* **WHAT THE TASK ASKS**: Somewhere below are a line with "let position = self.sections.len();" and a later line with "by the change". Output exactly those lines and all lines between them.

Stored data entries:

[Start of Attachment]

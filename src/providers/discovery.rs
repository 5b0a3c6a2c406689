//! Discovery service: fans discovered devices into the registry and builds
//! their control surfaces.

use std::{sync::Arc, time::Duration};

use anyhow::{Context, Result};
use async_trait::async_trait;
use log::{error, info, warn};
use tokio::time::sleep;
use tokio_util::sync::CancellationToken;

use crate::{
    app_context::AppState,
    discovery::DiscoverySession,
    event::{Event, EventBus},
    providers::traits::ServiceProvider,
    registry::DeviceRef,
    surface::ControlSurface,
    task_manager::TaskManager,
};

/// Why the discovery loop stopped accepting devices.
#[derive(Debug, Clone, PartialEq, Eq)]
pub enum StopReason {
    /// The feed closed its channel.
    Exhausted,
    /// The discovery deadline elapsed.
    Deadline,
    /// The feed's background task failed.
    FeedFailed(String),
    /// The service was cancelled.
    Cancelled,
}

/// Outcome of one discovery run.
#[derive(Debug, Clone, PartialEq, Eq)]
pub struct DiscoveryReport {
    /// Devices appended to the registry.
    pub devices: usize,
    /// Devices that also got a control surface.
    pub surfaces: usize,
    pub stop: StopReason,
}

/// Critical service: startup fails if the feed cannot be started.
///
/// # Example
///
/// ```no_run
/// use std::sync::Arc;
/// use keylightd::providers::DiscoveryServiceProvider;
/// use keylightd::event::EventBus;
/// use keylightd::app_context::AppState;
///
/// # async fn example(state: Arc<AppState>) -> anyhow::Result<()> {
/// let provider = DiscoveryServiceProvider::new(state, EventBus::new());
/// # Ok(())
/// # }
/// ```
pub struct DiscoveryServiceProvider {
    state: Arc<AppState>,
    event_bus: EventBus,
}

impl DiscoveryServiceProvider {
    pub fn new(state: Arc<AppState>, event_bus: EventBus) -> Self {
        Self { state, event_bus }
    }
}

#[async_trait]
impl ServiceProvider for DiscoveryServiceProvider {
    async fn start(&self, task_manager: &mut TaskManager) -> Result<()> {
        let session = self
            .state
            .feed
            .start()
            .await
            .context("Failed to start light discovery")?;

        let state = self.state.clone();
        let event_bus = self.event_bus.clone();
        let deadline = state.config().await.discovery_timeout();

        task_manager.spawn_task(self.name(), move |cancel_token| async move {
            consume_discovery(session, &state, &event_bus, deadline, cancel_token).await;
            Ok(())
        });
        Ok(())
    }

    fn name(&self) -> &'static str {
        "DiscoveryService"
    }

    fn priority(&self) -> i32 {
        10
    }

    fn is_critical(&self) -> bool {
        true
    }
}

/// Accepts devices from `session` until the feed closes, fails, the deadline
/// passes or `cancel_token` fires.
///
/// The feed task is aborted and the channel dropped on the way out.
pub async fn consume_discovery(
    session: DiscoverySession,
    state: &AppState,
    event_bus: &EventBus,
    deadline: Duration,
    cancel_token: CancellationToken,
) -> DiscoveryReport {
    let DiscoverySession {
        devices: mut rx,
        mut run,
    } = session;

    let timer = sleep(deadline);
    tokio::pin!(timer);

    let mut feed_finished = false;
    let mut devices = 0;
    let mut surfaces = 0;

    let stop = loop {
        tokio::select! {
            biased;
            () = cancel_token.cancelled() => break StopReason::Cancelled,
            () = &mut timer => break StopReason::Deadline,
            finished = &mut run, if !feed_finished => {
                feed_finished = true;
                let failure = match finished {
                    Ok(Ok(())) => None,
                    Ok(Err(e)) => Some(e.to_string()),
                    Err(join_error) => Some(format!("discovery task aborted: {join_error}")),
                };
                if let Some(reason) = failure {
                    error!("{reason}");
                    let _ = event_bus.publish(Event::DiscoveryFailed(reason.clone()));
                    break StopReason::FeedFailed(reason);
                }
                // Keep draining; the channel closes once the buffer is empty.
            }
            next = rx.recv() => match next {
                Some(device) => {
                    devices += 1;
                    // A slow seed must not hold the loop past the deadline.
                    let seeded = tokio::select! {
                        biased;
                        () = cancel_token.cancelled() => break StopReason::Cancelled,
                        () = &mut timer => break StopReason::Deadline,
                        seeded = admit(device, state, event_bus) => seeded,
                    };
                    if seeded {
                        surfaces += 1;
                    }
                }
                None => break StopReason::Exhausted,
            },
        }
    };

    if stop == StopReason::Deadline {
        info!("Discovery window of {deadline:?} elapsed");
    }
    run.abort();
    drop(rx);

    info!("Discovery stopped ({stop:?}): {devices} device(s), {surfaces} surface(s)");
    let _ = event_bus.publish(Event::DiscoveryFinished { devices });

    DiscoveryReport {
        devices,
        surfaces,
        stop,
    }
}

/// Registers one device and tries to build its surface. Returns whether a
/// surface was added.
async fn admit(device: DeviceRef, state: &AppState, event_bus: &EventBus) -> bool {
    let name = device.name();
    state.registry.append(device.clone()).await;
    info!("Discovered '{name}' at {}", device.address());
    let _ = event_bus.publish(Event::DeviceDiscovered(name.clone()));

    let settings = state.surface_settings().await;
    match ControlSurface::seed(device, state.converter.clone(), settings).await {
        Ok(surface) => {
            state.panel.add(Arc::new(surface)).await;
            let _ = event_bus.publish(Event::SurfaceReady(name));
            true
        }
        Err(e) => {
            warn!("No controls for '{name}': {e}");
            let _ = event_bus.publish(Event::SeedFailed(name));
            false
        }
    }
}
//! The complete layout: an optional global section followed by the regular
//! sections, stacked vertically.

use std::ops::ControlFlow;

use gridline_core::{EdgeInsets, IndexPath, Point, Rect, SectionIndex, Size};

use crate::attributes::LayoutAttributes;
use crate::options::LayoutOptions;
use crate::pinning;
use crate::section::LayoutSection;

/// Computed geometry of every section, plus the viewport state it was
/// pinned for.
#[derive(Debug, Clone)]
pub struct LayoutInfo {
    pub(crate) sections: Vec<LayoutSection>,
    pub(crate) global_section: Option<LayoutSection>,
    /// Top-left corner of the content
    pub origin: Point,
    /// Width sections are laid out in
    pub width: f64,
    /// Height of all sections together
    pub height: f64,
    /// Viewport size
    pub size: Size,
    pub bounds: Rect,
    pub content_offset: Point,
    pub content_inset: EdgeInsets,
    pub options: LayoutOptions,
}

impl LayoutInfo {
    pub fn new(origin: Point, width: f64, options: LayoutOptions) -> Self {
        Self {
            sections: Vec::new(),
            global_section: None,
            origin,
            width,
            height: 0.0,
            size: Size::ZERO,
            bounds: Rect::ZERO,
            content_offset: Point::ZERO,
            content_inset: EdgeInsets::ZERO,
            options,
        }
    }

    pub fn sections(&self) -> &[LayoutSection] {
        &self.sections
    }

    pub fn number_of_sections(&self) -> usize {
        self.sections.len()
    }

    pub fn global_section(&self) -> Option<&LayoutSection> {
        self.global_section.as_ref()
    }

    pub fn has_global_section(&self) -> bool {
        self.global_section.is_some()
    }

    pub fn section(&self, index: SectionIndex) -> Option<&LayoutSection> {
        match index {
            SectionIndex::Global => self.global_section.as_ref(),
            SectionIndex::At(position) => self.sections.get(position),
        }
    }

    pub fn section_mut(&mut self, index: SectionIndex) -> Option<&mut LayoutSection> {
        match index {
            SectionIndex::Global => self.global_section.as_mut(),
            SectionIndex::At(position) => self.sections.get_mut(position),
        }
    }

    /// Size of the scrollable content.
    pub fn content_size(&self) -> Size {
        Size::new(self.width, self.height)
    }

    /// Visit the global section, then the regular sections in order, until
    /// `visit` breaks.
    pub fn enumerate_sections<F>(&self, mut visit: F) -> ControlFlow<()>
    where
        F: FnMut(&LayoutSection) -> ControlFlow<()>,
    {
        for section in self.global_section.iter().chain(self.sections.iter()) {
            visit(section)?;
        }
        ControlFlow::Continue(())
    }

    /// Bottom edge of the regular sections, or of the global section when
    /// there are none.
    fn end_y(&self, before: usize) -> f64 {
        match before.checked_sub(1).and_then(|previous| self.sections.get(previous)) {
            Some(section) => section.frame.max_y(),
            None => self
                .global_section
                .as_ref()
                .map_or(self.origin.y, |global| global.frame.max_y()),
        }
    }

    fn refresh_height(&mut self) {
        self.height = self.end_y(self.sections.len()) - self.origin.y;
    }

    /// Move every regular section after `index` by `delta`. The global
    /// section is followed by all regular sections.
    fn shift_sections_after(&mut self, index: SectionIndex, delta: f64) {
        if delta == 0.0 {
            return;
        }
        let start = match index {
            SectionIndex::Global => 0,
            SectionIndex::At(position) => position + 1,
        };
        for section in self.sections.iter_mut().skip(start) {
            section.offset_by(delta);
        }
    }

    /// Install the global section at the origin, moving the regular sections
    /// to make room. Returns the section it replaced.
    pub fn set_global_section(&mut self, mut section: LayoutSection) -> Option<LayoutSection> {
        section.offset_by(self.origin.y - section.frame.y);
        section.set_section_index(SectionIndex::Global);
        let old_height = self.global_section.as_ref().map_or(0.0, |global| global.frame.height);
        let delta = section.frame.height - old_height;

        let replaced = self.global_section.replace(section);
        self.shift_sections_after(SectionIndex::Global, delta);
        self.refresh_height();
        replaced
    }

    /// Append a section below the last one.
    pub fn push_section(&mut self, mut section: LayoutSection) {
        let position = self.sections.len();
        section.offset_by(self.end_y(position) - section.frame.y);
        section.set_section_index(SectionIndex::At(position));
        self.sections.push(section);
        self.refresh_height();
    }

    /// Replace the section at `position`, moving later sections by the change
    /// in height. A position past the end appends.
    pub fn set_section(&mut self, position: usize, mut section: LayoutSection) -> Option<LayoutSection> {
        if position >= self.sections.len() {
            self.push_section(section);
            return None;
        }
        section.offset_by(self.end_y(position) - section.frame.y);
        section.set_section_index(SectionIndex::At(position));
        let delta = section.frame.height - self.sections[position].frame.height;

        let replaced = std::mem::replace(&mut self.sections[position], section);
        self.shift_sections_after(SectionIndex::At(position), delta);
        self.refresh_height();
        Some(replaced)
    }

    /// Insert a section at `position`, renumbering and moving the sections
    /// after it.
    pub fn insert_section(&mut self, position: usize, mut section: LayoutSection) {
        let position = position.min(self.sections.len());
        section.offset_by(self.end_y(position) - section.frame.y);
        let delta = section.frame.height;

        self.sections.insert(position, section);
        for (index, section) in self.sections.iter_mut().enumerate().skip(position) {
            section.set_section_index(SectionIndex::At(index));
        }
        self.shift_sections_after(SectionIndex::At(position), delta);
        self.refresh_height();
    }

    pub fn layout_attributes_for_cell(&self, index_path: IndexPath) -> Option<LayoutAttributes> {
        self.section(index_path.section)?
            .layout_attributes_for_cell(index_path.item)
    }

    pub fn layout_attributes_for_supplementary_element(
        &self,
        kind: &str,
        index_path: IndexPath,
    ) -> Option<LayoutAttributes> {
        self.section(index_path.section)?
            .layout_attributes_for_supplementary_element(kind, index_path.item)
    }

    pub fn layout_attributes_for_decoration(&self, kind: &str, index_path: IndexPath) -> Option<LayoutAttributes> {
        self.section(index_path.section)?
            .layout_attributes_for_decoration(kind, index_path.item)
    }

    /// Attributes of every element whose effective frame meets `rect`.
    pub fn layout_attributes_in_rect(&self, rect: Rect) -> Vec<LayoutAttributes> {
        let hairline = self.options.hairline;
        let mut result = Vec::new();
        let _ = self.enumerate_sections(|section| {
            // Bottom separators sit just below the frame.
            let reach = section.frame.max_y() + hairline;
            if section.is_global() || (section.frame.y <= rect.max_y() && reach >= rect.y) {
                result.extend(
                    section
                        .layout_attributes()
                        .into_iter()
                        .filter(|attributes| attributes.frame.intersects(&rect)),
                );
            }
            ControlFlow::Continue(())
        });
        result
    }

    /// Apply a measured size to a cell and move the sections below.
    ///
    /// Returns `None` for an unknown index path, otherwise the displacement.
    pub fn set_size_for_item(&mut self, index_path: IndexPath, size: Size) -> Option<f64> {
        let delta = self
            .section_mut(index_path.section)?
            .set_size_for_item(index_path.item, size)?;
        self.after_resize(index_path.section, delta);
        Some(delta)
    }

    /// Apply a measured size to a supplementary element or the placeholder
    /// and move the sections below.
    pub fn set_size_for_supplementary_element(
        &mut self,
        kind: &str,
        index_path: IndexPath,
        size: Size,
    ) -> Option<f64> {
        let delta = self
            .section_mut(index_path.section)?
            .set_size_for_supplementary_element(kind, index_path.item, size)?;
        self.after_resize(index_path.section, delta);
        Some(delta)
    }

    fn after_resize(&mut self, index: SectionIndex, delta: f64) {
        if delta == 0.0 {
            return;
        }
        self.shift_sections_after(index, delta);
        self.refresh_height();
        self.update_pinning(self.content_offset);
    }

    /// Recompute pinned header positions for a scroll offset.
    pub fn update_pinning(&mut self, content_offset: Point) {
        self.content_offset = content_offset;
        let pinned_top = content_offset.y + self.content_inset.top;
        pinning::pin_headers(self.global_section.as_mut(), &mut self.sections, pinned_top);
    }

    /// Settle cross-section decorations once every section is placed.
    ///
    /// Hides the last row separator of each section, places section
    /// separators between sections with content, and grows a filling
    /// placeholder to the available height.
    pub fn finalize_layout(&mut self) {
        for section in self.global_section.iter_mut().chain(self.sections.iter_mut()) {
            section.update_row_separators();
            section.update_column_separators();
            section.update_section_separators(false, false);
            section.update_backgrounds();
        }

        let with_content: Vec<usize> = self
            .sections
            .iter()
            .enumerate()
            .filter(|(_, section)| section.has_content())
            .map(|(position, _)| position)
            .collect();

        // Bottom separator of the previous section with content, if any.
        let mut previous_bottom: Option<bool> = None;
        for (rank, &position) in with_content.iter().enumerate() {
            let has_next = rank + 1 < with_content.len();
            let section = &mut self.sections[position];
            let shows = section.metrics.shows_section_separator();
            let bottom = shows && (has_next || section.metrics.shows_section_separator_when_last_section());
            let top = shows && previous_bottom == Some(false);
            section.update_section_separators(top, bottom);
            previous_bottom = Some(bottom);
        }

        self.fill_available_height();
    }

    fn fill_available_height(&mut self) {
        let available = self.size.height - self.content_inset.vertical();
        let extra = available - self.height;
        if extra <= 0.0 {
            return;
        }
        let filling = self.sections.iter().position(|section| {
            section.placeholder_starts_here()
                && section
                    .placeholder()
                    .is_some_and(|placeholder| placeholder.should_fill_available_height)
        });
        let Some(position) = filling else {
            return;
        };

        let delta = self.sections[position].grow_placeholder(extra);
        log::debug!("placeholder in section {position} grew by {delta} to fill the viewport");
        self.shift_sections_after(SectionIndex::At(position), delta);
        self.refresh_height();
    }
}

[End of Attachment]

* **TASK SOLUTION**:
        let position = self.sections.len();
        section.offset_by(self.end_y(position) - section.frame.y);
        section.set_section_index(SectionIndex::At(position));
        self.sections.push(section);
        self.refresh_height();
    }

    /// Replace the section at `position`, moving later sections by the change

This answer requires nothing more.